What is being asked: Report how many lines in the records below hold the word "stmt". Add nothing to the number.

Listed entries:
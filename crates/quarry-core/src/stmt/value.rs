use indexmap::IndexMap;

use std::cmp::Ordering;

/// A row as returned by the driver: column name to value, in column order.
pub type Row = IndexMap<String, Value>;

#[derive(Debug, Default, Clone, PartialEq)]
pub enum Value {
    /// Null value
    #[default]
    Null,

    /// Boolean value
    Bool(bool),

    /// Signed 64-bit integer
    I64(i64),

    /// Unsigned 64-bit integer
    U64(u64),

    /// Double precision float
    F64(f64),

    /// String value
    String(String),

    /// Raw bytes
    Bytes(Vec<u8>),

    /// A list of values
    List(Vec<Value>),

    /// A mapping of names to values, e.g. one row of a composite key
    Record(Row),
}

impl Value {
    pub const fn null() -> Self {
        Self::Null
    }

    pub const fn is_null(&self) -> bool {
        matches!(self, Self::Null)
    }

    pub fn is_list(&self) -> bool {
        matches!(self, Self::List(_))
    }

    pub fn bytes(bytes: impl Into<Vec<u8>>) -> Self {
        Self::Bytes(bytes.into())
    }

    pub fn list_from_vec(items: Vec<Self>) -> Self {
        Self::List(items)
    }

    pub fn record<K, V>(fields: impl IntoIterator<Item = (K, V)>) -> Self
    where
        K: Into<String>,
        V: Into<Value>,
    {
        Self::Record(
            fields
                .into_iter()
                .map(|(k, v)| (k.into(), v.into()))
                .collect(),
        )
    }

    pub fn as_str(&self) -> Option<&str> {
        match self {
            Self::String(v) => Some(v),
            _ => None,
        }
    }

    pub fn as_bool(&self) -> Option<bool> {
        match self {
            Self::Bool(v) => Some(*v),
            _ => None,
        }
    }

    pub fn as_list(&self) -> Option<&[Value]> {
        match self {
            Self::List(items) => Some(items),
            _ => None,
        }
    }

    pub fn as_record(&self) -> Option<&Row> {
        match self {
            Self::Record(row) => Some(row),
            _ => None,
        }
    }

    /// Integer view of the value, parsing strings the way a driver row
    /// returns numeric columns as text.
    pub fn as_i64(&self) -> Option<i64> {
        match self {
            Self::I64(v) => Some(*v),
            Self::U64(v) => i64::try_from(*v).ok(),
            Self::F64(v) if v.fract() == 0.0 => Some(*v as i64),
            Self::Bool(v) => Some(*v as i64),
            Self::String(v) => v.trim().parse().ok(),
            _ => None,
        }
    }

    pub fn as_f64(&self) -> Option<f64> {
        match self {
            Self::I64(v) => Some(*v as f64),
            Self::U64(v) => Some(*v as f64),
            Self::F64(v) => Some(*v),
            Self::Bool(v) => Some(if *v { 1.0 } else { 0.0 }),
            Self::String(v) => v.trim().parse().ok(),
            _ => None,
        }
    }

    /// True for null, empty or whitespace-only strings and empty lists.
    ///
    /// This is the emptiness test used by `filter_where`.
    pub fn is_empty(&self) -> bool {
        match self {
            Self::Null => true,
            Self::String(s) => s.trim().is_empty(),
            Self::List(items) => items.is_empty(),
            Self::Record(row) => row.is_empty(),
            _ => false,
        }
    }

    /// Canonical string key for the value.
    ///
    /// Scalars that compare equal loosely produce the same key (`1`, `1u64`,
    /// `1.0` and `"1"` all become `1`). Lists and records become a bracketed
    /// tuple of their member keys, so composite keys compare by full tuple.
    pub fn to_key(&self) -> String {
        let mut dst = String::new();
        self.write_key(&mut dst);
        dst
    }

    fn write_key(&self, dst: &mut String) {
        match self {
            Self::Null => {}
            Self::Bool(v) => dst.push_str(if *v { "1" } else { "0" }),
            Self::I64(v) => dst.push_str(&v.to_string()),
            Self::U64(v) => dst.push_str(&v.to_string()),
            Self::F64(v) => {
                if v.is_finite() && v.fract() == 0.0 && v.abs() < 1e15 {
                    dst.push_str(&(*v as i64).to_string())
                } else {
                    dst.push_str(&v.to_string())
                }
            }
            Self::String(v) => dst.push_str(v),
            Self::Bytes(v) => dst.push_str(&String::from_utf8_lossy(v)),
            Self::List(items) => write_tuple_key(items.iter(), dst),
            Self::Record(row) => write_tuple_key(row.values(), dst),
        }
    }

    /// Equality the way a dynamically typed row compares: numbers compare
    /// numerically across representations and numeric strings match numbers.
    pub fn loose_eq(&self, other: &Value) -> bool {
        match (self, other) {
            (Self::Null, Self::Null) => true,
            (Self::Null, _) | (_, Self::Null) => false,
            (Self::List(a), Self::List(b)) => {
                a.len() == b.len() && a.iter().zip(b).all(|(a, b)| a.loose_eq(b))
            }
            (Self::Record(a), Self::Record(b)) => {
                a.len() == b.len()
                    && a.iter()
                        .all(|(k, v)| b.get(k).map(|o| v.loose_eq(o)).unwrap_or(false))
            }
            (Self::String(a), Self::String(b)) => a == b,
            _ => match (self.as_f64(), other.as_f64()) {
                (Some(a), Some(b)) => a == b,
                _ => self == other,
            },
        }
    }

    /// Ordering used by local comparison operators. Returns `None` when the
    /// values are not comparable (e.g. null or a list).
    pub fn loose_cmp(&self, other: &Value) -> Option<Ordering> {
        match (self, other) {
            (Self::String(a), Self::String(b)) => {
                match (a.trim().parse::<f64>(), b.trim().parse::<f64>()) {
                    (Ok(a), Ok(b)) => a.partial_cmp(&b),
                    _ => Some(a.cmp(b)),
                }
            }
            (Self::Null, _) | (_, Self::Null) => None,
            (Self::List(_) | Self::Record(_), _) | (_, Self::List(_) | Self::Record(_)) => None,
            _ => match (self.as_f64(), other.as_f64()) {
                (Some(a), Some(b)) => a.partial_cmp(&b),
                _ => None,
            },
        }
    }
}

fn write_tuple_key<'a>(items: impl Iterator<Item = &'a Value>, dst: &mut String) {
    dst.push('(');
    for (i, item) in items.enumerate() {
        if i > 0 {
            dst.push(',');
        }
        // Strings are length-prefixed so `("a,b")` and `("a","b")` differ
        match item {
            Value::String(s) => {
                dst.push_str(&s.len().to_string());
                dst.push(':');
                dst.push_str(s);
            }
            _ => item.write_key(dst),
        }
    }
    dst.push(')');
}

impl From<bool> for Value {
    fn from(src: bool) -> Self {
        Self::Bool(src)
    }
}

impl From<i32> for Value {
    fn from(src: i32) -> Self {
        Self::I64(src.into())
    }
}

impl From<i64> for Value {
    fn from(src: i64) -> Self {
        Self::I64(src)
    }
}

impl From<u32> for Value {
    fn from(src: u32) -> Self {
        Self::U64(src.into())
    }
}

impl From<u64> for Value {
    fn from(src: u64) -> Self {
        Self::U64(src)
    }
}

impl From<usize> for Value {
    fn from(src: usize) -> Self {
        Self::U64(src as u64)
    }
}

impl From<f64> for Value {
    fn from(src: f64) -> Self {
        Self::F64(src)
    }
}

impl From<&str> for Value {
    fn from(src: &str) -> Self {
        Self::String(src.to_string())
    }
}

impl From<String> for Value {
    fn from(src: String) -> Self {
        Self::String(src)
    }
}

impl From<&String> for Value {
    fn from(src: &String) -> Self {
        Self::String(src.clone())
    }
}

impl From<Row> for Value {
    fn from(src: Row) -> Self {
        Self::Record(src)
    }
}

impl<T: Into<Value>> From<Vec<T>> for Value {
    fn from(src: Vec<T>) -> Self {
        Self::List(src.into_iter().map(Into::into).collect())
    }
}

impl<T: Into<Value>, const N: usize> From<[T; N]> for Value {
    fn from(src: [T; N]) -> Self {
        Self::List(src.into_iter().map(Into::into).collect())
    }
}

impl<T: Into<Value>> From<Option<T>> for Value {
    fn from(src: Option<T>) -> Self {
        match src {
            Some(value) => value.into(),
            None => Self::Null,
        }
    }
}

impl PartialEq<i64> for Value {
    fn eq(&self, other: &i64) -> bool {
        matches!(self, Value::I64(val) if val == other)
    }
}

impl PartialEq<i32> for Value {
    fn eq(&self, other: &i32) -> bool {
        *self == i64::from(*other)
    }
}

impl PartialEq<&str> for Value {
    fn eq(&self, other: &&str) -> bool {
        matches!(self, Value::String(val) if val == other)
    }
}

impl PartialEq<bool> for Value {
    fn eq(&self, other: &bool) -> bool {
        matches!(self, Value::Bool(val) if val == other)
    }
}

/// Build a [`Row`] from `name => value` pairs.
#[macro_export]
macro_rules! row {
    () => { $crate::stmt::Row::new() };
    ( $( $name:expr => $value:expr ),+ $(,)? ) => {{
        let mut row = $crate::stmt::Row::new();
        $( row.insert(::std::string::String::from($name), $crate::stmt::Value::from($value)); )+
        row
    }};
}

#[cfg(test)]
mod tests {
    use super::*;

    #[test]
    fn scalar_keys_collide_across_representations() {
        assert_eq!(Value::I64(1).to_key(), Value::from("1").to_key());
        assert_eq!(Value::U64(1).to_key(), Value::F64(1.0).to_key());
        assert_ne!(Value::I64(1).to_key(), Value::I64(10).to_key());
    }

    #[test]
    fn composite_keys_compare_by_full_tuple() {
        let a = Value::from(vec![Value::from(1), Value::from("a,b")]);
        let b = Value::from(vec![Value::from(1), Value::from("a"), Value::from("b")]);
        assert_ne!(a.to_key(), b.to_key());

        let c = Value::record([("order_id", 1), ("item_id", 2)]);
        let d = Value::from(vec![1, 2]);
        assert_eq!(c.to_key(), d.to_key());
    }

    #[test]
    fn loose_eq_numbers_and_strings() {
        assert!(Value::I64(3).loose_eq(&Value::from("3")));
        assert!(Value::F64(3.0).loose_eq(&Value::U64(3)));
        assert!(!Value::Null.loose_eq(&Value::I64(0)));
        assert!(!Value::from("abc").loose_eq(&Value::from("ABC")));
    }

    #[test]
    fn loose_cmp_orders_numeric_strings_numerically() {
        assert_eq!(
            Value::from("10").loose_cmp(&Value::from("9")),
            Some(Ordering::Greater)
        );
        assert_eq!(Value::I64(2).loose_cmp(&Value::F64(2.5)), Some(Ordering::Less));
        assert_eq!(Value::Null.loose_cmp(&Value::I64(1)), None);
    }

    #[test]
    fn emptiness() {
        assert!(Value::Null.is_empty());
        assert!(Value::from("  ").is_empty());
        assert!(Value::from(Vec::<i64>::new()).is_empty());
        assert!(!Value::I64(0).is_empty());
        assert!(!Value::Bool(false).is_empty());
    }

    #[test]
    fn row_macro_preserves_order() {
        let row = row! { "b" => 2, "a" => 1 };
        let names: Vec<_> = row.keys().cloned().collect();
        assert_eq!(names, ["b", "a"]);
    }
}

Written reply: 4